DIRECTIONS:
Which lines in the records below mention the word "TodoService"? Copy each one out.

Stored data entries:
Segment Open

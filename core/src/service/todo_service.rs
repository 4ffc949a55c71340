use chrono::{DateTime, FixedOffset, Local};
use tracing::{debug, info};

use crate::error::{Result, StoreError};
use crate::input::{parse_id, validate_title};
use crate::model::todo::{Todo, TodoStatus};
use crate::repository::TodoRepository;
use crate::time::{resolve_due, DueSource};

/// The five todo operations. Each one is a full load / modify / save cycle
/// against the repository; nothing is cached between calls.
pub struct TodoService<R: TodoRepository> {
    repo: R,
}

impl<R: TodoRepository> TodoService<R> {
    pub fn new(repo: R) -> Self {
        Self { repo }
    }

    pub fn repository(&self) -> &R {
        &self.repo
    }

    pub fn create(&self, title: &str, due: Option<&str>) -> Result<Todo> {
        self.create_at(title, due, Local::now().fixed_offset())
    }

    /// Same as [`create`](Self::create) with an explicit clock for the
    /// default due date.
    pub fn create_at(
        &self,
        title: &str,
        due: Option<&str>,
        now: DateTime<FixedOffset>,
    ) -> Result<Todo> {
        let title = validate_title(title)?;
        let _lock = self.repo.lock()?;
        let mut todos = self.repo.load()?;

        let resolution = resolve_due(due, now);
        if resolution.source == DueSource::Fallback {
            if let Some(raw) = due.filter(|d| !d.trim().is_empty()) {
                debug!(input = raw, "could not parse due date, using default");
            }
        }

        let todo = Todo::new(next_id(&todos), title, resolution.due);
        todos.push(todo.clone());
        self.repo.save(&todos)?;
        info!(id = todo.id, "created todo");
        Ok(todo)
    }

    /// All todos, earliest due first. An empty store is [`StoreError::Empty`].
    pub fn list(&self) -> Result<Vec<Todo>> {
        let mut todos = self.load_non_empty()?;
        sort_by_due(&mut todos);
        Ok(todos)
    }

    pub fn get(&self, id: &str) -> Result<Todo> {
        let id = parse_id(id)?;
        self.load_non_empty()?
            .into_iter()
            .find(|t| t.id == id)
            .ok_or(StoreError::NotFound(id))
    }

    /// Removes the todo and returns it. The rest keep their order.
    pub fn delete(&self, id: &str) -> Result<Todo> {
        let id = parse_id(id)?;
        let _lock = self.repo.lock()?;
        let mut todos = self.load_non_empty_unlocked()?;

        let pos = todos
            .iter()
            .position(|t| t.id == id)
            .ok_or(StoreError::NotFound(id))?;
        let removed = todos.remove(pos);

        self.repo.save(&todos)?;
        info!(id, "deleted todo");
        Ok(removed)
    }

    /// Any status may follow any other.
    pub fn update_status(&self, id: &str, status: &str) -> Result<Todo> {
        let id = parse_id(id)?;
        let status: TodoStatus = status.parse()?;
        let _lock = self.repo.lock()?;
        let mut todos = self.load_non_empty_unlocked()?;

        let todo = todos
            .iter_mut()
            .find(|t| t.id == id)
            .ok_or(StoreError::NotFound(id))?;
        let previous = todo.status;
        todo.status = status;
        let updated = todo.clone();

        self.repo.save(&todos)?;
        info!(id, from = %previous, to = %status, "updated todo status");
        Ok(updated)
    }

    fn load_non_empty(&self) -> Result<Vec<Todo>> {
        let _lock = self.repo.lock()?;
        self.load_non_empty_unlocked()
    }

    fn load_non_empty_unlocked(&self) -> Result<Vec<Todo>> {
        let todos = self.repo.load()?;
        if todos.is_empty() {
            return Err(StoreError::Empty);
        }
        Ok(todos)
    }
}

/// One past the highest id present, 1 for an empty list.
pub fn next_id(todos: &[Todo]) -> u64 {
    todos.iter().map(|t| t.id).max().unwrap_or(0) + 1
}

/// Ascending due date. Stable, so equal dates keep their stored order.
pub fn sort_by_due(todos: &mut [Todo]) {
    todos.sort_by_key(|t| t.due_date);
}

Segment Closed

REPLY TO THE EXERCISE:
pub struct TodoService<R: TodoRepository> {
impl<R: TodoRepository> TodoService<R> {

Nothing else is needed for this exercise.